"12 percent of school aged people experience homelessness or are at risk of becoming homeless. That's across the entire state," said Dan Fleming, the program manager for Shaw House.
And many of them don't know where they'll be sleeping the next day.
"Housing and urban development basically states if you are couch surfing, you are not considered homeless and if you're not considered homeless, you don't get access to a lot of mainstream services," said Fleming.
Those at the Shaw House are looking to assist youths by providing them with not only a place to sleep, but with resources to be successful.
"There are so many services and they are always trying their best to get you back on track," said Travis Mason, a former resident.
Travis Mason found himself in a difficult situation: couch surf or live on the streets. This was after his mother died from cancer and his landlord sold the building he was living in.

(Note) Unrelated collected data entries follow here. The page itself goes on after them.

use std::collections::BTreeMap;
use std::sync::Arc;

use crate::embedding::domain::embedding::EmbeddingVector;
use crate::shared::category::Category;

use super::identity::{Identity, IdentityId};

/// Similarities closer than this are treated as equal for tie-breaking.
pub const TIE_EPSILON: f64 = 1e-6;

#[derive(Clone, Copy, Debug, PartialEq)]
pub struct MatchResult {
    pub identity_id: IdentityId,
    pub similarity: f64,
}

impl MatchResult {
    pub fn meets(&self, threshold: f64) -> bool {
        self.similarity >= threshold
    }
}

/// Immutable, versioned view of the registry used for one matching pass.
///
/// Cloning is cheap; holders keep seeing the same identities even while
/// the store publishes newer versions.
#[derive(Clone, Debug, Default)]
pub struct RegistrySnapshot {
    identities: Arc<BTreeMap<IdentityId, Identity>>,
    version: u64,
}

impl RegistrySnapshot {
    pub fn new(identities: BTreeMap<IdentityId, Identity>, version: u64) -> Self {
        Self {
            identities: Arc::new(identities),
            version,
        }
    }

    pub fn version(&self) -> u64 {
        self.version
    }

    pub fn len(&self) -> usize {
        self.identities.len()
    }

    pub fn is_empty(&self) -> bool {
        self.identities.is_empty()
    }

    pub fn get(&self, id: IdentityId) -> Option<&Identity> {
        self.identities.get(&id)
    }

    pub fn contains(&self, id: IdentityId) -> bool {
        self.identities.contains_key(&id)
    }

    /// Identities in ascending id order.
    pub fn iter(&self) -> impl Iterator<Item = &Identity> {
        self.identities.values()
    }

    pub fn best_match(
        &self,
        query: &EmbeddingVector,
        category: Option<Category>,
    ) -> Option<MatchResult> {
        best_match(query, self.iter(), category)
    }

    /// Whether another identity already uses `name`, compared
    /// case-insensitively. Names are unique across the registry.
    pub fn name_in_use(&self, name: &str, except: Option<IdentityId>) -> bool {
        let name = name.trim();
        self.iter()
            .any(|i| Some(i.id) != except && i.name.eq_ignore_ascii_case(name))
    }

    pub(crate) fn to_map(&self) -> BTreeMap<IdentityId, Identity> {
        (*self.identities).clone()
    }
}

/// Linear scan for the identity most similar to `query`.
///
/// An identity's score is the best similarity over all of its vectors.
/// Vectors of a different dimension are skipped. Scores within
/// [`TIE_EPSILON`] prefer the identity with more vectors, then the lower
/// id. No threshold is applied here.
pub fn best_match<'a>(
    query: &EmbeddingVector,
    identities: impl IntoIterator<Item = &'a Identity>,
    category: Option<Category>,
) -> Option<MatchResult> {
    let mut best: Option<(MatchResult, usize)> = None;

    for identity in identities {
        if category.is_some_and(|c| c != identity.category) {
            continue;
        }
        let Some(similarity) = identity
            .embeddings()
            .iter()
            .filter_map(|e| query.similarity(e))
            .reduce(f64::max)
        else {
            continue;
        };
        let vectors = identity.embeddings().len();
        let candidate = MatchResult {
            identity_id: identity.id,
            similarity,
        };

        best = match best {
            None => Some((candidate, vectors)),
            Some((current, current_vectors)) => {
                let delta = similarity - current.similarity;
                let wins = if delta.abs() <= TIE_EPSILON {
                    vectors > current_vectors
                        || (vectors == current_vectors && identity.id < current.identity_id)
                } else {
                    delta > 0.0
                };
                if wins {
                    Some((candidate, vectors))
                } else {
                    Some((current, current_vectors))
                }
            }
        };
    }

    best.map(|(result, _)| result)
}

"I went from numerous places of people I didn't know," said Mason. "I saw the environment and how unsafe it could be."
But after utilizing the Shaw House's services, he was able to rebuild his life and is now working and living on his own.
"If you go through it and you try and you cooperate, you just do everything you need to do, you can get out of it," said Mason.

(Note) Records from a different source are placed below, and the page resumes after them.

use std::fs;
use std::path::{Path, PathBuf};
use std::process;
use std::sync::Arc;
use std::time::{Duration, Instant, SystemTime};

use clap::{Parser, Subcommand};

use herdwatch_core::capture::infrastructure::ffmpeg_capture::FfmpegCaptureFactory;
use herdwatch_core::config::AppConfig;
use herdwatch_core::detection::domain::detector::{Detection, Detector};
use herdwatch_core::detection::infrastructure::onnx_yolo_detector::OnnxYoloDetector;
use herdwatch_core::embedding::domain::embedder::Embedder;
use herdwatch_core::embedding::infrastructure::onnx_embedder::OnnxEmbedder;
use herdwatch_core::events::domain::identity_event::EventPublisher;
use herdwatch_core::events::infrastructure::event_bus::EventBus;
use herdwatch_core::identity::domain::identity::IdentityId;
use herdwatch_core::identity::domain::identity_store::IdentityStore;
use herdwatch_core::identity::infrastructure::json_file_repository::JsonFileRepository;
use herdwatch_core::pipeline::auto_registrar::{
    AutoRegistrar, RegistrationCandidate, RegistrationOutcome,
};
use herdwatch_core::pipeline::camera_supervisor::CameraSupervisor;
use herdwatch_core::pipeline::camera_worker::WorkerContext;
use herdwatch_core::pipeline::inference_pool::InferencePool;
use herdwatch_core::pipeline::sighting_log::SightingLog;
use herdwatch_core::registration::domain::photo_store::PhotoStore;
use herdwatch_core::registration::infrastructure::http_description_service::HttpDescriptionService;
use herdwatch_core::registration::infrastructure::jpeg_photo_store::JpegPhotoStore;
use herdwatch_core::shared::category::Category;
use herdwatch_core::shared::frame::Frame;
use herdwatch_core::shared::model_resolver;

const RELOAD_POLL: Duration = Duration::from_secs(2);
const EVENT_POLL: Duration = Duration::from_millis(200);

/// Identify cattle and people from farm cameras.
#[derive(Parser)]
#[command(name = "herdwatch")]
struct Cli {
    /// Configuration file (defaults to the platform config directory).
    #[arg(long, global = true)]
    config: Option<PathBuf>,

    /// Detection confidence threshold (0.0-1.0).
    #[arg(long, global = true)]
    confidence: Option<f64>,

    /// Minimum similarity for a match (0.0-1.0).
    #[arg(long, global = true)]
    similarity: Option<f64>,

    #[command(subcommand)]
    command: Command,
}

#[derive(Subcommand)]
enum Command {
    /// Watch every active camera and print identity events as JSON lines.
    Run {
        /// Stop after this many seconds (runs until killed otherwise).
        #[arg(long)]
        duration: Option<u64>,

        /// Process every Nth frame.
        #[arg(long)]
        stride: Option<u32>,
    },
    /// Register a subject from an image file.
    Enroll {
        image: PathBuf,

        /// Name to register under (generated if omitted).
        #[arg(long)]
        name: Option<String>,

        /// Only consider detections of this category: animal or person.
        #[arg(long)]
        category: Option<Category>,
    },
    /// Print registered identities.
    List,
    /// Rename a registered identity.
    Rename { id: u64, name: String },
}

fn main() {
    env_logger::init();

    if let Err(e) = run() {
        eprintln!("Error: {e}");
        process::exit(1);
    }
}

fn run() -> Result<(), Box<dyn std::error::Error>> {
    let cli = Cli::parse();
    let mut config = load_config(cli.config.as_deref())?;
    if let Some(confidence) = cli.confidence {
        config.detection.confidence = confidence;
    }
    if let Some(similarity) = cli.similarity {
        config.matching.similarity_threshold = similarity;
    }

    match cli.command {
        Command::Run { duration, stride } => {
            if let Some(stride) = stride {
                config.worker.frame_stride = stride;
            }
            config.validate()?;
            run_service(config, duration.map(Duration::from_secs))
        }
        Command::Enroll {
            image,
            name,
            category,
        } => {
            config.validate()?;
            run_enroll(&config, &image, name.as_deref(), category)
        }
        Command::List => run_list(&config),
        Command::Rename { id, name } => run_rename(&config, IdentityId(id), &name),
    }
}

fn load_config(path: Option<&Path>) -> Result<AppConfig, Box<dyn std::error::Error>> {
    let path = match path {
        Some(p) => p.to_path_buf(),
        None => AppConfig::default_path().ok_or("could not determine config directory")?,
    };
    log::info!("Using configuration {}", path.display());
    Ok(AppConfig::load_or_default(&path)?)
}

fn open_store(config: &AppConfig) -> Result<Arc<IdentityStore>, Box<dyn std::error::Error>> {
    let path = config.storage.identities_path();
    let store = IdentityStore::open(Box::new(JsonFileRepository::new(path.clone())))?;
    log::info!("Loaded {} identities from {}", store.len(), path.display());
    Ok(Arc::new(store))
}

fn build_registrar(
    config: &AppConfig,
    store: Arc<IdentityStore>,
    photos: Arc<dyn PhotoStore>,
    events: Arc<dyn EventPublisher>,
) -> Result<AutoRegistrar, Box<dyn std::error::Error>> {
    let registrar = AutoRegistrar::new(store, photos, events, config.matching.dedup_threshold);
    Ok(match HttpDescriptionService::from_settings(&config.description)? {
        Some(service) => registrar.with_descriptions(Arc::new(service)),
        None => registrar,
    })
}

fn build_models(
    config: &AppConfig,
) -> Result<(Arc<dyn Detector>, Arc<dyn Embedder>), Box<dyn std::error::Error>> {
    log::info!("Resolving model: {}", config.models.detector.name);
    let detector_path =
        model_resolver::resolve(&config.models.detector, Some(Box::new(download_progress)))?;
    log::info!("Resolving model: {}", config.models.embedder.name);
    let embedder_path =
        model_resolver::resolve(&config.models.embedder, Some(Box::new(download_progress)))?;

    let detector = OnnxYoloDetector::new(&detector_path, config.detection.nms_iou)?;
    let embedder = OnnxEmbedder::new(&embedder_path)?;
    Ok((Arc::new(detector), Arc::new(embedder)))
}

fn run_service(
    config: AppConfig,
    duration: Option<Duration>,
) -> Result<(), Box<dyn std::error::Error>> {
    if !config.cameras.iter().any(|c| c.active) {
        return Err("no active cameras configured".into());
    }

    let store = open_store(&config)?;
    let (detector, embedder) = build_models(&config)?;
    let photos: Arc<dyn PhotoStore> = Arc::new(JpegPhotoStore::new(config.storage.photos_path()));
    let bus = Arc::new(EventBus::new(
        config.events.capacity,
        config.events.max_consecutive_drops,
    ));
    let subscription = bus.subscribe();
    let registrar = Arc::new(build_registrar(
        &config,
        Arc::clone(&store),
        Arc::clone(&photos),
        bus.clone(),
    )?);

    let context = Arc::new(WorkerContext {
        capture: Arc::new(FfmpegCaptureFactory),
        detector,
        embedder,
        registrar: Arc::clone(&registrar),
        photos,
        events: bus.clone(),
        sightings: Arc::new(SightingLog::new()),
        pool: InferencePool::new(config.inference.pool_size),
    });

    let cameras = config.cameras.clone();
    let identities_path = config.storage.identities_path();
    let supervisor = CameraSupervisor::new(config, context);
    for camera in cameras {
        supervisor.add(camera)?;
    }

    let started = Instant::now();
    let mut last_poll = Instant::now();
    let mut last_modified = modified_at(&identities_path);
    loop {
        match subscription.recv_timeout(EVENT_POLL) {
            Ok(event) => println!("{}", event.to_json()),
            Err(true) => {
                log::warn!("Event stream fell behind and was disconnected");
                break;
            }
            Err(false) => {}
        }

        if last_poll.elapsed() >= RELOAD_POLL {
            last_poll = Instant::now();
            let modified = modified_at(&identities_path);
            if modified != last_modified {
                last_modified = modified;
                match store.reload() {
                    Ok(count) => log::info!("Identities file changed, reloaded {count}"),
                    Err(e) => log::error!("Failed to reload identities: {e}"),
                }
            }
        }

        if duration.is_some_and(|d| started.elapsed() >= d) {
            break;
        }
    }

    supervisor.stop_all();
    registrar.wait_for_descriptions();
    for status in supervisor.statuses() {
        log::info!("[{}] {}", status.name, status.stats.brief());
    }
    Ok(())
}

fn run_enroll(
    config: &AppConfig,
    image_path: &Path,
    name: Option<&str>,
    category: Option<Category>,
) -> Result<(), Box<dyn std::error::Error>> {
    if !image_path.exists() {
        return Err(format!("Input file not found: {}", image_path.display()).into());
    }
    let frame = load_frame(image_path)?;

    let store = open_store(config)?;
    let (detector, embedder) = build_models(config)?;
    let detections = detector
        .detect(&frame, config.detection.confidence)
        .map_err(|e| e.to_string())?;
    let best = pick_subject(&detections, category).ok_or_else(|| match category {
        Some(c) => format!("no {c} found in {}", image_path.display()),
        None => format!("no person or animal found in {}", image_path.display()),
    })?;

    let rect = best
        .bbox
        .padded_crop(config.detection.crop_padding, frame.width(), frame.height())
        .ok_or("detected subject lies outside the image")?;
    if rect.min_side() < config.detection.min_crop_side {
        return Err(format!(
            "detected {} is too small ({} px), need at least {} px",
            best.category,
            rect.min_side(),
            config.detection.min_crop_side
        )
        .into());
    }
    let crop = frame.crop(&rect);
    let embedding = embedder.embed(&crop).map_err(|e| e.to_string())?;

    let bus = Arc::new(EventBus::new(
        config.events.capacity,
        config.events.max_consecutive_drops,
    ));
    let subscription = bus.subscribe();
    let photos: Arc<dyn PhotoStore> = Arc::new(JpegPhotoStore::new(config.storage.photos_path()));
    let registrar = build_registrar(config, store, photos, bus)?;

    let candidate = RegistrationCandidate {
        crop,
        embedding,
        category: best.category,
        camera: None,
        track_id: None,
    };
    match registrar.confirm(&candidate, name)? {
        RegistrationOutcome::Registered(identity) => {
            registrar.wait_for_descriptions();
            for event in subscription.drain() {
                println!("{}", event.to_json());
            }
            log::info!("Registered {} as {} ({})", identity.category, identity.name, identity.id);
        }
        RegistrationOutcome::Matched(existing) => {
            let name = registrar
                .store()
                .snapshot()
                .get(existing.identity_id)
                .map(|identity| identity.name.clone())
                .unwrap_or_default();
            return Err(format!(
                "already registered as {name} ({}), similarity {:.3}",
                existing.identity_id, existing.similarity
            )
            .into());
        }
    }
    Ok(())
}

fn run_list(config: &AppConfig) -> Result<(), Box<dyn std::error::Error>> {
    let store = open_store(config)?;
    let snapshot = store.snapshot();
    if snapshot.is_empty() {
        println!("No identities registered.");
        return Ok(());
    }
    println!("{:>5}  {:<8}  {:<20}  {:>4}  DETAILS", "ID", "TYPE", "NAME", "EMB");
    for identity in snapshot.iter() {
        let mut details = Vec::new();
        if let Some(breed) = &identity.breed {
            details.push(breed.clone());
        }
        if let Some(kg) = identity.estimated_weight_kg {
            details.push(format!("~{kg:.0} kg"));
        }
        if let Some(photo) = &identity.photo_path {
            details.push(photo.display().to_string());
        }
        println!(
            "{:>5}  {:<8}  {:<20}  {:>4}  {}",
            identity.id,
            identity.category,
            identity.name,
            identity.embeddings().len(),
            details.join(", ")
        );
    }
    Ok(())
}

fn run_rename(
    config: &AppConfig,
    id: IdentityId,
    name: &str,
) -> Result<(), Box<dyn std::error::Error>> {
    let store = open_store(config)?;
    let renamed = store.rename(id, name)?;
    println!("{} is now {}", renamed.id, renamed.name);
    Ok(())
}

/// The most confident detection, optionally restricted to one category.
fn pick_subject(detections: &[Detection], category: Option<Category>) -> Option<&Detection> {
    detections
        .iter()
        .filter(|d| category.map_or(true, |c| d.category == c))
        .max_by(|a, b| a.confidence.total_cmp(&b.confidence))
}

fn load_frame(path: &Path) -> Result<Frame, Box<dyn std::error::Error>> {
    let rgb = image::open(path)?.to_rgb8();
    let (width, height) = rgb.dimensions();
    Ok(Frame::new(rgb.into_raw(), width, height, 3, 0))
}

fn modified_at(path: &Path) -> Option<SystemTime> {
    fs::metadata(path).and_then(|m| m.modified()).ok()
}

fn download_progress(downloaded: u64, total: u64) {
    if total > 0 {
        let pct = (downloaded as f64 / total as f64 * 100.0) as u32;
        eprint!("\rDownloading model... {pct}%");
    } else {
        eprint!("\rDownloading model... {downloaded} bytes");
    }
}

According to those at the Shaw House, they've seen many lives change for the better. Some youths are even attending college and making a stable income.

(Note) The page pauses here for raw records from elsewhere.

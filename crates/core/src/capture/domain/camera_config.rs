use std::fmt;

use serde::{Deserialize, Serialize};
use thiserror::Error;

pub type CameraId = u32;

#[derive(Error, Debug, PartialEq)]
pub enum CameraConfigError {
    #[error("camera name must not be empty")]
    EmptyName,
    #[error("invalid source '{value}': {reason}")]
    InvalidSource { value: String, reason: String },
    #[error("invalid override: {0}")]
    InvalidOverride(String),
}

/// Where frames come from. Closed set; each variant maps to one way of
/// opening the stream.
#[derive(Clone, Debug, PartialEq, Eq)]
pub enum CameraSource {
    /// Local capture device by index (`/dev/videoN`, AVFoundation index, ...).
    LocalDevice(u32),
    /// HTTP or MJPEG stream.
    Http(String),
    Rtsp(String),
}

impl CameraSource {
    /// Infers the source variant from a raw string: a bare integer is a
    /// device index, otherwise the URL scheme decides.
    pub fn infer(raw: &str) -> Result<Self, CameraConfigError> {
        let trimmed = raw.trim();
        if let Ok(index) = trimmed.parse::<u32>() {
            return Ok(CameraSource::LocalDevice(index));
        }
        let lower = trimmed.to_ascii_lowercase();
        if lower.starts_with("rtsp://") || lower.starts_with("rtsps://") {
            Ok(CameraSource::Rtsp(trimmed.to_string()))
        } else if lower.starts_with("http://") || lower.starts_with("https://") {
            Ok(CameraSource::Http(trimmed.to_string()))
        } else {
            Err(CameraConfigError::InvalidSource {
                value: raw.to_string(),
                reason: "expected a device index or an http(s):// or rtsp:// URL".into(),
            })
        }
    }

    /// Parses `raw` as the given kind, rejecting mismatches such as an RTSP
    /// URL on a camera declared as local.
    pub fn parse(kind: CameraKind, raw: &str) -> Result<Self, CameraConfigError> {
        let source = Self::infer(raw)?;
        let matches = matches!(
            (kind, &source),
            (CameraKind::Local, CameraSource::LocalDevice(_))
                | (CameraKind::Http, CameraSource::Http(_))
                | (CameraKind::Rtsp, CameraSource::Rtsp(_))
        );
        if matches {
            Ok(source)
        } else {
            Err(CameraConfigError::InvalidSource {
                value: raw.to_string(),
                reason: format!("not a valid {kind} source"),
            })
        }
    }
}

impl fmt::Display for CameraSource {
    fn fmt(&self, f: &mut fmt::Formatter<'_>) -> fmt::Result {
        match self {
            CameraSource::LocalDevice(index) => write!(f, "device {index}"),
            CameraSource::Http(url) | CameraSource::Rtsp(url) => f.write_str(url),
        }
    }
}

#[derive(Clone, Copy, Debug, PartialEq, Eq, Serialize, Deserialize)]
#[serde(rename_all = "lowercase")]
pub enum CameraKind {
    Local,
    Http,
    Rtsp,
}

impl fmt::Display for CameraKind {
    fn fmt(&self, f: &mut fmt::Formatter<'_>) -> fmt::Result {
        match self {
            CameraKind::Local => write!(f, "local"),
            CameraKind::Http => write!(f, "http"),
            CameraKind::Rtsp => write!(f, "rtsp"),
        }
    }
}

/// Per-camera tunables that take precedence over the global configuration.
#[derive(Clone, Debug, Default, PartialEq, Serialize, Deserialize)]
#[serde(default)]
pub struct CameraOverrides {
    pub detection_confidence: Option<f64>,
    pub similarity_threshold: Option<f64>,
    pub frame_stride: Option<u32>,
}

#[derive(Clone, Debug, PartialEq, Serialize, Deserialize)]
pub struct CameraConfig {
    pub id: CameraId,
    pub name: String,
    /// Declared kind. When absent the kind is inferred from `source`.
    #[serde(rename = "type", default, skip_serializing_if = "Option::is_none")]
    pub kind: Option<CameraKind>,
    pub source: String,
    #[serde(default = "default_active")]
    pub active: bool,
    #[serde(default)]
    pub overrides: CameraOverrides,
}

fn default_active() -> bool {
    true
}

impl CameraConfig {
    pub fn new(id: CameraId, name: impl Into<String>, source: impl Into<String>) -> Self {
        Self {
            id,
            name: name.into(),
            kind: None,
            source: source.into(),
            active: true,
            overrides: CameraOverrides::default(),
        }
    }

    pub fn camera_source(&self) -> Result<CameraSource, CameraConfigError> {
        match self.kind {
            Some(kind) => CameraSource::parse(kind, &self.source),
            None => CameraSource::infer(&self.source),
        }
    }

    pub fn camera_ref(&self) -> CameraRef {
        CameraRef {
            id: self.id,
            name: self.name.clone(),
        }
    }

    /// Checks the camera on its own and against the registrar's
    /// `dedup_threshold`: a camera may not accept matches that registration
    /// would still treat as new subjects.
    pub fn validate(&self, dedup_threshold: f64) -> Result<(), CameraConfigError> {
        if self.name.trim().is_empty() {
            return Err(CameraConfigError::EmptyName);
        }
        self.camera_source()?;

        let o = &self.overrides;
        if let Some(c) = o.detection_confidence {
            if !(c > 0.0 && c <= 1.0) {
                return Err(CameraConfigError::InvalidOverride(format!(
                    "detection_confidence {c} must be in (0, 1]"
                )));
            }
        }
        if let Some(t) = o.similarity_threshold {
            if !(dedup_threshold..=1.0).contains(&t) {
                return Err(CameraConfigError::InvalidOverride(format!(
                    "similarity_threshold {t} must be in [{dedup_threshold}, 1], \
                     not below the dedup threshold"
                )));
            }
        }
        if o.frame_stride == Some(0) {
            return Err(CameraConfigError::InvalidOverride(
                "frame_stride must be at least 1".into(),
            ));
        }
        Ok(())
    }
}

/// Camera identity carried on events and log lines.
#[derive(Clone, Debug, PartialEq, Eq)]
pub struct CameraRef {
    pub id: CameraId,
    pub name: String,
}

"It's just amazing to be able to help somebody who is down on their luck," said Nate Coe, the outreach program manager.
But while the shelter has a place for youths to sleep and eat, close to 60 percent continue to couch surf.
"Go to a shelter," said Mason. "Please if you can, go to a shelter."
The "Couch Don't Count" rally will take place this Saturday from 10 a.m. to 2 p.m. at West Market Square. Those that donate will receive discounts to different businesses downtown.